● **Task details**:
Copy exactly the lines of the material below, starting with the first and including the line that holds "per failure class.".

● **Source material**:

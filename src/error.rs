//! Error types for datalyst.
//!
//! Every fault raised by a third-party parser or HTTP client is classified
//! into one of these enums before it crosses a component boundary. The
//! variant is the machine-checkable kind; the `Display` impl is the
//! human-readable message.

use thiserror::Error;

/// Ingestion failures, one kind per failure class.
#[derive(Error, Debug)]
pub enum IngestionError {
    /// Neither the extension nor the content matched a supported format.
    #[error("unsupported file format: {0}")]
    UnsupportedFormat(String),

    /// Text-like content could not be decoded with any known encoding.
    #[error("encoding error: {0}")]
    Encoding(String),

    /// The file matched a supported format but its content is unparseable.
    #[error("corrupt file: {0}")]
    Corrupt(String),

    /// A required external engine is not installed (e.g. no OCR binary).
    #[error("missing dependency: {0}")]
    MissingDependency(String),

    /// The container is recognized but the inner format is not handled
    /// (e.g. legacy binary `.xls` workbooks).
    #[error("unsupported subformat: {0}")]
    UnsupportedSubformat(String),

    /// The source contains no content at all.
    #[error("file is empty")]
    Empty,

    /// The file exceeds the configured size limit.
    #[error("file too large: {size} bytes (max {max})")]
    TooLarge { size: u64, max: u64 },
}

/// Failures talking to a model backend.
#[derive(Error, Debug)]
pub enum BackendError {
    /// The endpoint could not be reached within the timeout.
    #[error("backend unreachable: {0}")]
    Unreachable(String),

    /// The local server is up but has no model loaded.
    #[error("no model loaded on the backend")]
    NoModelLoaded,

    /// The credential was rejected.
    #[error("authentication failed")]
    AuthenticationFailed,

    /// The provider rejected the request due to rate limiting.
    #[error("rate limited by the backend")]
    RateLimited,

    /// The endpoint answered with a body we could not interpret.
    #[error("malformed backend response: {0}")]
    Malformed(String),
}

/// Top-level error surfaced by the orchestrator.
#[derive(Error, Debug)]
pub enum AgentError {
    /// `ask` was called with no data loaded.
    #[error("no data loaded; load a file first")]
    NoData,

    #[error("ingestion error: {0}")]
    Ingestion(#[from] IngestionError),

    #[error("backend error: {0}")]
    Backend(#[from] BackendError),
}

impl IngestionError {
    /// Stable short code for API responses and logs.
    pub fn code(&self) -> &'static str {
        match self {
            IngestionError::UnsupportedFormat(_) => "unsupported_format",
            IngestionError::Encoding(_) => "encoding_error",
            IngestionError::Corrupt(_) => "corrupt_file",
            IngestionError::MissingDependency(_) => "missing_dependency",
            IngestionError::UnsupportedSubformat(_) => "unsupported_subformat",
            IngestionError::Empty => "empty",
            IngestionError::TooLarge { .. } => "too_large",
        }
    }
}

impl BackendError {
    /// Stable short code for API responses and logs.
    pub fn code(&self) -> &'static str {
        match self {
            BackendError::Unreachable(_) => "unreachable",
            BackendError::NoModelLoaded => "no_model_loaded",
            BackendError::AuthenticationFailed => "authentication_failed",
            BackendError::RateLimited => "rate_limited",
            BackendError::Malformed(_) => "malformed_response",
        }
    }

    /// Whether a single bounded retry is worth attempting.
    pub fn is_transient(&self) -> bool {
        matches!(self, BackendError::Unreachable(_))
    }
}

#[cfg(test)]
mod tests {
    use super::*;

    #[test]
    fn ingestion_error_display() {
        let err = IngestionError::UnsupportedFormat("data.parquet".to_string());
        assert_eq!(err.to_string(), "unsupported file format: data.parquet");

        let err = IngestionError::TooLarge { size: 100, max: 10 };
        assert_eq!(err.to_string(), "file too large: 100 bytes (max 10)");
    }

    #[test]
    fn ingestion_error_codes_are_stable() {
        assert_eq!(IngestionError::Empty.code(), "empty");
        assert_eq!(
            IngestionError::Corrupt("x".into()).code(),
            "corrupt_file"
        );
        assert_eq!(
            IngestionError::MissingDependency("tesseract".into()).code(),
            "missing_dependency"
        );
    }

    #[test]
    fn backend_error_transient_split() {
        assert!(BackendError::Unreachable("connect refused".into()).is_transient());
        assert!(!BackendError::AuthenticationFailed.is_transient());
        assert!(!BackendError::RateLimited.is_transient());
        assert!(!BackendError::Malformed("bad json".into()).is_transient());
    }

    #[test]
    fn agent_error_wraps_component_errors() {
        let err: AgentError = IngestionError::Empty.into();
        assert!(matches!(err, AgentError::Ingestion(IngestionError::Empty)));
        assert!(err.to_string().contains("empty"));

        let err: AgentError = BackendError::NoModelLoaded.into();
        assert!(matches!(err, AgentError::Backend(BackendError::NoModelLoaded)));
    }
}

● **Solution for this problem**:
filename src/error.rs
//! Error types for datalyst.
//!
//! Every fault raised by a third-party parser or HTTP client is classified
//! into one of these enums before it crosses a component boundary. The
//! variant is the machine-checkable kind; the `Display` impl is the
//! human-readable message.

use thiserror::Error;

/// Ingestion failures, one kind per failure class.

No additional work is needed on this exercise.